*YOUR OBJECTIVE*
All of the lines below should be printed again exactly as they are.

*Saved data entries*

use std::convert::Infallible;
use std::net::SocketAddr;
use serde::Deserialize;
use serde_json::json;
use tokio::sync::oneshot;
use warp::http::StatusCode;
use warp::Filter;
use crate::config::constants::{DEFAULT_LIST_LIMIT, SERVER_SHUTDOWN_GRACE_PERIOD_MS, sleep_duration_millis};
use crate::errors::{DashError, DashResult};
use crate::services::dashboard_service::DashboardService;

const PORT_SEARCH_SPAN: u16 = 120;

#[derive(Debug, Deserialize)]
pub struct RecordsQuery {
    #[serde(default)]
    pub skip: usize,
    #[serde(default = "default_list_limit")]
    pub limit: usize,
    #[serde(default)]
    pub category: Option<String>,
}

fn default_list_limit() -> usize {
    DEFAULT_LIST_LIMIT
}

/// Local web dashboard: `GET /`, `GET /api/summary`, `GET /api/records`.
pub struct DashboardServer {
    service: DashboardService,
    label_width: usize,
    port: Option<u16>,
    shutdown_tx: Option<oneshot::Sender<()>>,
}

impl DashboardServer {
    pub fn new(service: DashboardService, label_width: usize) -> Self {
        Self {
            service,
            label_width,
            port: None,
            shutdown_tx: None,
        }
    }

    pub fn port(&self) -> Option<u16> {
        self.port
    }

    pub async fn start(&mut self, preferred_port: u16) -> DashResult<u16> {
        let port = Self::find_available_port(preferred_port).await?;
        self.port = Some(port);

        let (shutdown_tx, shutdown_rx) = oneshot::channel();
        self.shutdown_tx = Some(shutdown_tx);

        let routes = Self::routes(self.service.clone(), self.label_width).with(Self::cors(port));

        let addr: SocketAddr = ([127, 0, 0, 1], port).into();
        let (_, server) = warp::serve(routes)
            .try_bind_with_graceful_shutdown(addr, async {
                shutdown_rx.await.ok();
            })
            .map_err(|e| DashError::system_error("binding dashboard server", &e.to_string()))?;

        tokio::spawn(server);

        log::info!("🌐 Dashboard server started on port {}", port);
        Ok(port)
    }

    pub async fn shutdown(&mut self) -> DashResult<()> {
        log::info!("🛑 Shutting down dashboard server...");

        if let Some(shutdown_tx) = self.shutdown_tx.take() {
            shutdown_tx.send(()).map_err(|_|
                DashError::system_error("shutdown", "Failed to send shutdown signal")
            )?;
        }

        tokio::time::sleep(sleep_duration_millis(SERVER_SHUTDOWN_GRACE_PERIOD_MS)).await;
        log::info!("✅ Dashboard server shutdown complete");

        Ok(())
    }

    pub fn routes(
        service: DashboardService,
        label_width: usize,
    ) -> impl Filter<Extract = impl warp::Reply, Error = warp::Rejection> + Clone {
        let service_filter = warp::any().map(move || service.clone());

        let index = warp::path::end()
            .and(warp::get())
            .map(move || warp::reply::html(render_index(label_width)));

        let summary = warp::path!("api" / "summary")
            .and(warp::get())
            .and(service_filter.clone())
            .and_then(summary_handler);

        let records = warp::path!("api" / "records")
            .and(warp::get())
            .and(warp::query::<RecordsQuery>())
            .and(service_filter)
            .and_then(records_handler);

        index.or(summary).or(records)
    }

    /// Only pages served from this dashboard's own port may call its API.
    pub fn cors(port: u16) -> warp::cors::Builder {
        let loopback = format!("http://127.0.0.1:{}", port);
        let localhost = format!("http://localhost:{}", port);
        warp::cors()
            .allow_origin(loopback.as_str())
            .allow_origin(localhost.as_str())
            .allow_headers(vec!["content-type"])
            .allow_methods(vec!["GET"])
    }

    async fn find_available_port(preferred: u16) -> DashResult<u16> {
        let end = preferred.saturating_add(PORT_SEARCH_SPAN);
        for port in preferred..end {
            if let Ok(listener) = tokio::net::TcpListener::bind(format!("127.0.0.1:{}", port)).await {
                drop(listener);
                return Ok(port);
            }
        }
        Err(DashError::system_error(
            "starting dashboard server",
            &format!("no free port between {} and {}", preferred, end),
        ))
    }
}

fn render_index(label_width: usize) -> String {
    include_str!("static/dashboard.html").replace("{{LABEL_WIDTH}}", &label_width.to_string())
}

fn error_reply(error: &DashError) -> warp::reply::WithStatus<warp::reply::Json> {
    let status = match error {
        DashError::AuthenticationError { .. } => StatusCode::UNAUTHORIZED,
        DashError::NotFoundError { .. } => StatusCode::NOT_FOUND,
        _ => StatusCode::BAD_GATEWAY,
    };
    warp::reply::with_status(
        warp::reply::json(&json!({ "error": error.user_message() })),
        status,
    )
}

async fn summary_handler(service: DashboardService) -> Result<impl warp::Reply, Infallible> {
    match service.load_summary().await {
        Ok(summary) => Ok(warp::reply::with_status(warp::reply::json(&summary), StatusCode::OK)),
        Err(e) => {
            log::error!("❌ Failed to load summary: {}", e.technical_details());
            Ok(error_reply(&e))
        }
    }
}

async fn records_handler(query: RecordsQuery, service: DashboardService) -> Result<impl warp::Reply, Infallible> {
    match service.load_records(query.skip, query.limit, query.category).await {
        Ok(records) => Ok(warp::reply::with_status(warp::reply::json(&records), StatusCode::OK)),
        Err(e) => {
            log::error!("❌ Failed to load records: {}", e.technical_details());
            Ok(error_reply(&e))
        }
    }
}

*OUTPUT FOR THIS TASK*
use std::convert::Infallible;
use std::net::SocketAddr;
use serde::Deserialize;
use serde_json::json;
use tokio::sync::oneshot;
use warp::http::StatusCode;
use warp::Filter;
use crate::config::constants::{DEFAULT_LIST_LIMIT, SERVER_SHUTDOWN_GRACE_PERIOD_MS, sleep_duration_millis};
use crate::errors::{DashError, DashResult};
use crate::services::dashboard_service::DashboardService;

const PORT_SEARCH_SPAN: u16 = 120;

#[derive(Debug, Deserialize)]
pub struct RecordsQuery {
    #[serde(default)]
    pub skip: usize,
    #[serde(default = "default_list_limit")]
    pub limit: usize,
    #[serde(default)]
    pub category: Option<String>,
}

fn default_list_limit() -> usize {
    DEFAULT_LIST_LIMIT
}

/// Local web dashboard: `GET /`, `GET /api/summary`, `GET /api/records`.
pub struct DashboardServer {
    service: DashboardService,
    label_width: usize,
    port: Option<u16>,
    shutdown_tx: Option<oneshot::Sender<()>>,
}

impl DashboardServer {
    pub fn new(service: DashboardService, label_width: usize) -> Self {
        Self {
            service,
            label_width,
            port: None,
            shutdown_tx: None,
        }
    }

    pub fn port(&self) -> Option<u16> {
        self.port
    }

    pub async fn start(&mut self, preferred_port: u16) -> DashResult<u16> {
        let port = Self::find_available_port(preferred_port).await?;
        self.port = Some(port);

        let (shutdown_tx, shutdown_rx) = oneshot::channel();
        self.shutdown_tx = Some(shutdown_tx);

        let routes = Self::routes(self.service.clone(), self.label_width).with(Self::cors(port));

        let addr: SocketAddr = ([127, 0, 0, 1], port).into();
        let (_, server) = warp::serve(routes)
            .try_bind_with_graceful_shutdown(addr, async {
                shutdown_rx.await.ok();
            })
            .map_err(|e| DashError::system_error("binding dashboard server", &e.to_string()))?;

        tokio::spawn(server);

        log::info!("🌐 Dashboard server started on port {}", port);
        Ok(port)
    }

    pub async fn shutdown(&mut self) -> DashResult<()> {
        log::info!("🛑 Shutting down dashboard server...");

        if let Some(shutdown_tx) = self.shutdown_tx.take() {
            shutdown_tx.send(()).map_err(|_|
                DashError::system_error("shutdown", "Failed to send shutdown signal")
            )?;
        }

        tokio::time::sleep(sleep_duration_millis(SERVER_SHUTDOWN_GRACE_PERIOD_MS)).await;
        log::info!("✅ Dashboard server shutdown complete");

        Ok(())
    }

    pub fn routes(
        service: DashboardService,
        label_width: usize,
    ) -> impl Filter<Extract = impl warp::Reply, Error = warp::Rejection> + Clone {
        let service_filter = warp::any().map(move || service.clone());

        let index = warp::path::end()
            .and(warp::get())
            .map(move || warp::reply::html(render_index(label_width)));

        let summary = warp::path!("api" / "summary")
            .and(warp::get())
            .and(service_filter.clone())
            .and_then(summary_handler);

        let records = warp::path!("api" / "records")
            .and(warp::get())
            .and(warp::query::<RecordsQuery>())
            .and(service_filter)
            .and_then(records_handler);

        index.or(summary).or(records)
    }

    /// Only pages served from this dashboard's own port may call its API.
    pub fn cors(port: u16) -> warp::cors::Builder {
        let loopback = format!("http://127.0.0.1:{}", port);
        let localhost = format!("http://localhost:{}", port);
        warp::cors()
            .allow_origin(loopback.as_str())
            .allow_origin(localhost.as_str())
            .allow_headers(vec!["content-type"])
            .allow_methods(vec!["GET"])
    }

    async fn find_available_port(preferred: u16) -> DashResult<u16> {
        let end = preferred.saturating_add(PORT_SEARCH_SPAN);
        for port in preferred..end {
            if let Ok(listener) = tokio::net::TcpListener::bind(format!("127.0.0.1:{}", port)).await {
                drop(listener);
                return Ok(port);
            }
        }
        Err(DashError::system_error(
            "starting dashboard server",
            &format!("no free port between {} and {}", preferred, end),
        ))
    }
}

fn render_index(label_width: usize) -> String {
    include_str!("static/dashboard.html").replace("{{LABEL_WIDTH}}", &label_width.to_string())
}

fn error_reply(error: &DashError) -> warp::reply::WithStatus<warp::reply::Json> {
    let status = match error {
        DashError::AuthenticationError { .. } => StatusCode::UNAUTHORIZED,
        DashError::NotFoundError { .. } => StatusCode::NOT_FOUND,
        _ => StatusCode::BAD_GATEWAY,
    };
    warp::reply::with_status(
        warp::reply::json(&json!({ "error": error.user_message() })),
        status,
    )
}

async fn summary_handler(service: DashboardService) -> Result<impl warp::Reply, Infallible> {
    match service.load_summary().await {
        Ok(summary) => Ok(warp::reply::with_status(warp::reply::json(&summary), StatusCode::OK)),
        Err(e) => {
            log::error!("❌ Failed to load summary: {}", e.technical_details());
            Ok(error_reply(&e))
        }
    }
}

async fn records_handler(query: RecordsQuery, service: DashboardService) -> Result<impl warp::Reply, Infallible> {
    match service.load_records(query.skip, query.limit, query.category).await {
        Ok(records) => Ok(warp::reply::with_status(warp::reply::json(&records), StatusCode::OK)),
        Err(e) => {
            log::error!("❌ Failed to load records: {}", e.technical_details());
            Ok(error_reply(&e))
        }
    }
}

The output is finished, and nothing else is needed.